The range starts at the line containing "let reader = testnet.nodes[3].as_async();" and ends at the last line of the records below. Reproduce those lines exactly.

++++++

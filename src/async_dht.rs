//! Async view over a DHT node.

use flume::r#async::RecvStream;
use flume::Receiver;

use crate::common::messages::RequestSpecific;
use crate::common::{Id, Node, Record};
use crate::dht::{ActorMessage, Dht, DhtWasShutdown};
use crate::rpc::{Info, QueryEvent, QueryOptions, ReprovideEvent};

/// Async version of [Dht], driving the same node.
///
/// Runtime agnostic; queries stream their events as [QueryEvent]s.
#[derive(Debug, Clone)]
pub struct AsyncDht(pub(crate) Dht);

impl AsyncDht {
    // === Getters ===

    /// A snapshot of the node's state.
    pub async fn info(&self) -> Result<Info, DhtWasShutdown> {
        let (sender, receiver) = flume::bounded(1);

        self.0
             .0
            .send(ActorMessage::Info(sender))
            .map_err(|_| DhtWasShutdown)?;

        receiver.recv_async().await.map_err(|_| DhtWasShutdown)
    }

    /// The routing table as `host:port` strings, usable as another node's
    /// bootstrap list.
    pub async fn to_bootstrap(&self) -> Result<Vec<String>, DhtWasShutdown> {
        let (sender, receiver) = flume::bounded(1);

        self.0
             .0
            .send(ActorMessage::ToBootstrap(sender))
            .map_err(|_| DhtWasShutdown)?;

        receiver.recv_async().await.map_err(|_| DhtWasShutdown)
    }

    // === Public Methods ===

    /// Shut the node down and wait for its thread to wind down.
    pub async fn shutdown(&mut self) {
        let (sender, receiver) = flume::bounded(1);

        if self.0 .0.send(ActorMessage::Shutdown(sender)).is_ok() {
            let _ = receiver.recv_async().await;
        }
    }

    /// Wait until the initial routing table population finished, then
    /// report whether any node was reached.
    pub async fn bootstrapped(&self) -> Result<bool, DhtWasShutdown> {
        let info = self.info().await?;
        let target = *info.id();

        let receiver = self.query(target, RequestSpecific::FindNode { target }, QueryOptions::default())?;
        while receiver.recv_async().await.is_ok() {}

        Ok(self.info().await?.routing_table_size() > 0)
    }

    /// Look a peer up by its id.
    pub async fn find_peer(&self, target: Id) -> Result<Option<Node>, DhtWasShutdown> {
        let receiver = self.query(target, RequestSpecific::FindNode { target }, QueryOptions::default())?;

        let mut reported = None;

        while let Ok(event) = receiver.recv_async().await {
            if let QueryEvent::PeerResponse {
                from, closer_peers, ..
            } = event
            {
                if from.id() == &target {
                    return Ok(Some(from));
                }
                if reported.is_none() {
                    reported = closer_peers
                        .iter()
                        .find(|node| node.id() == &target)
                        .cloned();
                }
            }
        }

        Ok(reported)
    }

    /// Stream the events of a lookup for records stored under `key`.
    ///
    /// Records surface as [PeerResponse](QueryEvent::PeerResponse) events,
    /// already validated. Dropping the stream cancels the query.
    pub fn get_record(
        &self,
        key: &[u8],
    ) -> Result<RecvStream<'static, QueryEvent>, DhtWasShutdown> {
        self.get_record_with(key, QueryOptions::default())
    }

    pub fn get_record_with(
        &self,
        key: &[u8],
        options: QueryOptions,
    ) -> Result<RecvStream<'static, QueryEvent>, DhtWasShutdown> {
        let receiver = self.query(
            Id::hash(key),
            RequestSpecific::GetValue { key: key.into() },
            options,
        )?;

        Ok(receiver.into_stream())
    }

    /// Store a record on the closest nodes to its key.
    ///
    /// Returns how many nodes acknowledged the store.
    pub async fn put_record(&self, record: Record) -> Result<usize, DhtWasShutdown> {
        self.put_record_with(record, QueryOptions::default()).await
    }

    pub async fn put_record_with(
        &self,
        record: Record,
        options: QueryOptions,
    ) -> Result<usize, DhtWasShutdown> {
        let (sender, receiver) = flume::unbounded();

        self.0
             .0
            .send(ActorMessage::Put(record, sender, options))
            .map_err(|_| DhtWasShutdown)?;

        Ok(Self::count_stored(receiver).await)
    }

    /// Announce that this node can provide `key`.
    pub async fn provide(&self, key: &[u8]) -> Result<usize, DhtWasShutdown> {
        self.provide_with(key, QueryOptions::default()).await
    }

    pub async fn provide_with(
        &self,
        key: &[u8],
        options: QueryOptions,
    ) -> Result<usize, DhtWasShutdown> {
        let (sender, receiver) = flume::unbounded();

        self.0
             .0
            .send(ActorMessage::Provide(key.to_vec(), sender, options))
            .map_err(|_| DhtWasShutdown)?;

        Ok(Self::count_stored(receiver).await)
    }

    /// Withdraw this node's own provider record for `key`.
    pub fn stop_providing(&self, key: &[u8]) -> Result<(), DhtWasShutdown> {
        self.0.stop_providing(key)
    }

    /// Stream the events of a lookup for providers of `key`.
    ///
    /// Providers surface as [PeerResponse](QueryEvent::PeerResponse)
    /// events; the same provider may appear in several of them. Dropping
    /// the stream cancels the query.
    pub fn find_providers(
        &self,
        key: &[u8],
    ) -> Result<RecvStream<'static, QueryEvent>, DhtWasShutdown> {
        self.find_providers_with(key, QueryOptions::default())
    }

    pub fn find_providers_with(
        &self,
        key: &[u8],
        options: QueryOptions,
    ) -> Result<RecvStream<'static, QueryEvent>, DhtWasShutdown> {
        let receiver = self.query(
            Id::hash(key),
            RequestSpecific::GetProviders { key: key.into() },
            options,
        )?;

        Ok(receiver.into_stream())
    }

    /// Enable or disable the periodic reprovider. Enabled by default.
    pub fn set_reproviding(&self, enabled: bool) -> Result<(), DhtWasShutdown> {
        self.0.set_reproviding(enabled)
    }

    /// Watch reprovide cycles progress.
    pub async fn subscribe_reprovide(&self) -> Result<Receiver<ReprovideEvent>, DhtWasShutdown> {
        let (sender, receiver) = flume::bounded(1);

        self.0
             .0
            .send(ActorMessage::ReprovideEvents(sender))
            .map_err(|_| DhtWasShutdown)?;

        receiver.recv_async().await.map_err(|_| DhtWasShutdown)
    }

    // === Private Methods ===

    fn query(
        &self,
        target: Id,
        request: RequestSpecific,
        options: QueryOptions,
    ) -> Result<Receiver<QueryEvent>, DhtWasShutdown> {
        let (sender, receiver) = flume::unbounded();

        self.0
             .0
            .send(ActorMessage::Get(target, request, sender, options))
            .map_err(|_| DhtWasShutdown)?;

        Ok(receiver)
    }

    async fn count_stored(receiver: Receiver<QueryEvent>) -> usize {
        let mut stored_at = 0;

        while let Ok(event) = receiver.recv_async().await {
            if matches!(event, QueryEvent::Stored { .. }) {
                stored_at += 1;
            }
        }

        stored_at
    }
}

#[cfg(test)]
mod tests {
    use futures::executor::block_on;

    use super::*;
    use crate::dht::Testnet;
    use crate::SignedRecord;
    use ed25519_dalek::SigningKey;

    #[test]
    fn async_put_and_get_a_record() {
        block_on(async {
            let testnet = Testnet::new(5).expect("testnet spawns");

            let client = testnet.nodes[1].as_async();
            let signer = SigningKey::from_bytes(&[42u8; 32]);
            let record = SignedRecord::sign(&signer, "async hello", 1);

            let stored_at = client
                .put_record(record.to_record())
                .await
                .expect("node is running");
            assert!(stored_at > 0);

            let reader = testnet.nodes[3].as_async();
            let mut stream = reader.get_record(&record.key()).expect("node is running");

            use futures::StreamExt;
            let mut found = None;
            while let Some(event) = stream.next().await {
                if let QueryEvent::PeerResponse {
                    record: Some(record),
                    ..
                } = event
                {
                    found = Some(record);
                    break;
                }
            }

            let found = found.expect("record was found");
            let signed = SignedRecord::from_record(&found).expect("record verifies");
            assert_eq!(signed.payload().as_ref(), b"async hello");
        });
    }
}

++++++

REPLY TO THE TASK
            let reader = testnet.nodes[3].as_async();
            let mut stream = reader.get_record(&record.key()).expect("node is running");

            use futures::StreamExt;
            let mut found = None;
            while let Some(event) = stream.next().await {
                if let QueryEvent::PeerResponse {
                    record: Some(record),
                    ..
                } = event
                {
                    found = Some(record);
                    break;
                }
            }

            let found = found.expect("record was found");
            let signed = SignedRecord::from_record(&found).expect("record verifies");
            assert_eq!(signed.payload().as_ref(), b"async hello");
        });
    }
}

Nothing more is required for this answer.